PROVIDED DATA START

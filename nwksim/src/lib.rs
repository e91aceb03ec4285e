//! nwksim - Discrete event simulator for nwkstack networks.
//!
//! Runs whole networks of `nwkstack` engines in one process without
//! real-time delays, so forwarding and flooding behavior can be tested
//! end to end and deterministically.
//!
//! # Features
//!
//! - **Discrete event simulation**: events ordered by (time, sequence number)
//! - **Tree construction**: nodes join under a parent and receive Cskip addresses
//! - **Radio links**: per-link LQI, loss and delay; extra non-tree links for mesh
//! - **Link-layer semantics**: broadcasts reach every node in range, unicasts
//!   are acknowledged and confirmed to the sender
//! - **Scenario builder**: index-based setup with scheduled sends and actions
//! - **Metrics**: per-node counter snapshots and link-level totals
//!
//! # Example
//!
//! ```
//! use nwksim::{star_scenario, Duration};
//!
//! // Coordinator with three routers, idle for five seconds
//! let result = star_scenario(3).run_for(Duration::from_secs(5)).unwrap();
//!
//! assert!(result.settled());
//! assert_eq!(result.total_delivered(), 0);
//! ```
//!
//! # Architecture
//!
//! The main loop:
//! 1. Pop next event from queue
//! 2. Advance simulation time
//! 3. Call the node handler (`handle_mac_rx`, `handle_mac_confirm`,
//!    `handle_timer` or `handle_data_request`)
//! 4. Collect the node's transmit requests and schedule link deliveries
//! 5. Re-arm the node's timer from `next_wake`
//!
//! Handlers are called directly instead of through the async `Nwk::run`.

pub mod event;
pub mod metrics;
pub mod node;
pub mod scenario;
pub mod sim;
pub mod topology;

// Re-export main types
pub use event::{AppSend, Event, ScenarioAction, ScheduledEvent};
pub use metrics::{NetworkSnapshot, NodeSnapshot, SimMetrics, SimulationResult};
pub use node::{SimClock, SimMac, SimNode, SIM_PAN_ID};
pub use nwkstack::{Duration, ShortAddr, Timestamp};
pub use scenario::{chain_scenario, star_scenario, ScenarioBuilder, Target};
pub use sim::Simulator;
pub use topology::{Link, Topology};
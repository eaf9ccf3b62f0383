//! Charts for append-only proof benchmarks of Sparse Prefix Merkle hash trees
//!
//! Reads the CSV files produced by the benchmark harness, averages repeated trials per
//! dictionary size, converts proof sizes to kilobytes and verification times to
//! milliseconds, and draws both against dictionary size on a two-panel PNG.
//!
//! The pipeline is exposed in two steps so it can be exercised without a font stack:
//! [`prepare_chart`] does all loading and arithmetic, [`run`] adds printing, rendering
//! and the optional viewer.

pub mod analysis;
pub mod cli;
pub mod common;
pub mod config;
pub mod parsing;
pub mod viewer;

use analysis::{aggregate, choose_log_base, rescale};
use bytesize::ByteSize;
use cli::{Invocation, UsageError};
use common::data_structures::{AggregatedTable, ChartSeries, SeriesError};
use common::plots::render_chart;
use common::summary::format_aggregated_table;
use common::PlotError;
use config::{validate_log_base, ChartConfig, ConfigError};
use indicatif::ProgressBar;
use parsing::ParsingError;
use std::fmt::Display;
use std::fs;
use std::io::Write;
use std::path::PathBuf;
use thiserror::Error;

/// Errors that can occur while producing a chart
#[derive(Error, Debug)]
pub enum AppError {
    #[error(transparent)]
    Usage(#[from] UsageError),

    #[error("Configuration error: {0}")]
    Config(#[from] ConfigError),

    #[error("Parsing error: {0}")]
    Parsing(#[from] ParsingError),

    #[error("Series error: {0}")]
    Series(#[from] SeriesError),

    #[error("Plot error: {0}")]
    Plot(#[from] PlotError),
}

pub type Result<T> = core::result::Result<T, AppError>;

/// Everything needed to draw the chart, in display units
#[derive(Debug, Clone, PartialEq)]
pub struct PreparedChart {
    /// Averaged measurements with proof size and verification time already rescaled
    pub table: AggregatedTable,
    pub series: ChartSeries,
    pub log_base: f64,
}

/// Loads, aggregates and rescales the input files
pub fn prepare_chart(
    inputs: &[PathBuf],
    config: &ChartConfig,
    progress: &ProgressBar,
) -> Result<PreparedChart> {
    let measurements = parsing::load_measurements(inputs, &config.columns, progress)?;
    let aggregated = aggregate(&measurements);
    let table = rescale(&aggregated, &config.columns, &config.units);

    let series = ChartSeries::from_table(
        &table,
        &config.columns.proof_size,
        &config.columns.verify_time,
    )?;
    let log_base = choose_log_base(&series.dict_sizes, &config.axis);
    log::debug!("Using log base {} for dictionary sizes", log_base);

    Ok(PreparedChart {
        table,
        series,
        log_base,
    })
}

/// Resolves the configuration of an invocation; command line flags win over the file
pub fn resolve_config(invocation: &Invocation) -> Result<ChartConfig> {
    let mut config = match &invocation.config {
        Some(path) => ChartConfig::from_file(path)?,
        None => ChartConfig::default(),
    };

    if let Some(base) = invocation.log_base {
        validate_log_base(base)?;
        config.axis.log_base = Some(base);
    }

    Ok(config)
}

/// Runs the whole pipeline for a validated invocation
pub fn run(invocation: &Invocation) -> Result<()> {
    let config = resolve_config(invocation)?;

    let progress = parsing::create_progress_bar(invocation.inputs.len());
    let chart = prepare_chart(&invocation.inputs, &config, &progress)?;

    if !invocation.quiet {
        println!("{}", format_aggregated_table(&chart.table, Some("Averaged measurements")));
    }

    render_chart(&chart.series, chart.log_base, &config.style, &invocation.output)?;

    let size = fs::metadata(&invocation.output)
        .map(|metadata| ByteSize(metadata.len()).to_string())
        .unwrap_or_else(|_| "unknown size".to_string());
    log::info!("Wrote chart to {} ({})", invocation.output.display(), size);

    if invocation.show {
        if viewer::display_available() {
            if let Err(e) = viewer::show_image(&invocation.output) {
                log::warn!("Failed to open image viewer: {}", e);
            }
        } else {
            log::warn!("No display available, not showing the chart");
        }
    }

    Ok(())
}

/// Reports an error that ends the program
///
/// Goes through the logger when it prints errors, otherwise straight to `stderr` so a
/// silenced logger (`RUST_LOG=off`) never hides why the program failed.
pub fn report_fatal(error: &dyn Display, mut stderr: impl Write) {
    if log::log_enabled!(log::Level::Error) {
        log::error!("{}", error);
    } else {
        let _ = writeln!(stderr, "Error: {}", error);
    }
}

PROVIDED DATA END

→ **TASK BRIEF**
Go through the records line by line and count those that contain the string "topology". Answer with the count alone.

→ **TASK OUTPUT**
2